= Entries provided =

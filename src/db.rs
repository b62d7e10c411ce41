use anyhow::{Context, Result};
use sqlx::postgres::PgPoolOptions;
use sqlx::PgPool;
use std::time::Duration;

pub fn connect_lazy(database_url: &str, max_connections: u32) -> Result<PgPool> {
    PgPoolOptions::new()
        .max_connections(max_connections)
        .acquire_timeout(Duration::from_secs(8))
        .connect_lazy(database_url)
        .with_context(|| format!("failed to create lazy database pool for {database_url}"))
}

/// Creates the telemetry tables and indexes when they are missing. Safe to
/// call on every start.
pub async fn ensure_schema(pool: &PgPool) -> Result<()> {
    sqlx::query(
        r#"
        CREATE TABLE IF NOT EXISTS switches (
            id text PRIMARY KEY,
            name text NOT NULL,
            location text NOT NULL,
            created_at timestamptz NOT NULL
        )
        "#,
    )
    .execute(pool)
    .await
    .context("failed to create switches table")?;

    sqlx::query(
        r#"
        CREATE TABLE IF NOT EXISTS telemetry_metrics (
            id bigserial PRIMARY KEY,
            switch_id text NOT NULL REFERENCES switches(id),
            timestamp timestamptz NOT NULL,
            bandwidth_mbps double precision NOT NULL CHECK (bandwidth_mbps >= 0),
            latency_ms double precision NOT NULL CHECK (latency_ms >= 0),
            packet_errors bigint NOT NULL CHECK (packet_errors >= 0),
            utilization_pct double precision NOT NULL CHECK (utilization_pct BETWEEN 0 AND 100),
            temperature_c double precision NOT NULL CHECK (temperature_c BETWEEN -50 AND 150),
            created_at timestamptz NOT NULL
        )
        "#,
    )
    .execute(pool)
    .await
    .context("failed to create telemetry_metrics table")?;

    sqlx::query(
        r#"
        CREATE INDEX IF NOT EXISTS idx_telemetry_metrics_switch_ts
        ON telemetry_metrics (switch_id, timestamp DESC)
        "#,
    )
    .execute(pool)
    .await
    .context("failed to create switch/timestamp index")?;

    sqlx::query(
        r#"
        CREATE INDEX IF NOT EXISTS idx_telemetry_metrics_created_at
        ON telemetry_metrics (created_at DESC)
        "#,
    )
    .execute(pool)
    .await
    .context("failed to create created_at index")?;

    Ok(())
}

= Work item =
Your answer should consist only of the lines above between the line holding "switch_id text NOT" and the line holding "to create switch/timestamp", inclusive, each transcribed exactly.

= Problem solution =
            switch_id text NOT NULL REFERENCES switches(id),
            timestamp timestamptz NOT NULL,
            bandwidth_mbps double precision NOT NULL CHECK (bandwidth_mbps >= 0),
            latency_ms double precision NOT NULL CHECK (latency_ms >= 0),
            packet_errors bigint NOT NULL CHECK (packet_errors >= 0),
            utilization_pct double precision NOT NULL CHECK (utilization_pct BETWEEN 0 AND 100),
            temperature_c double precision NOT NULL CHECK (temperature_c BETWEEN -50 AND 150),
            created_at timestamptz NOT NULL
        )
        "#,
    )
    .execute(pool)
    .await
    .context("failed to create telemetry_metrics table")?;

    sqlx::query(
        r#"
        CREATE INDEX IF NOT EXISTS idx_telemetry_metrics_switch_ts
        ON telemetry_metrics (switch_id, timestamp DESC)
        "#,
    )
    .execute(pool)
    .await
    .context("failed to create switch/timestamp index")?;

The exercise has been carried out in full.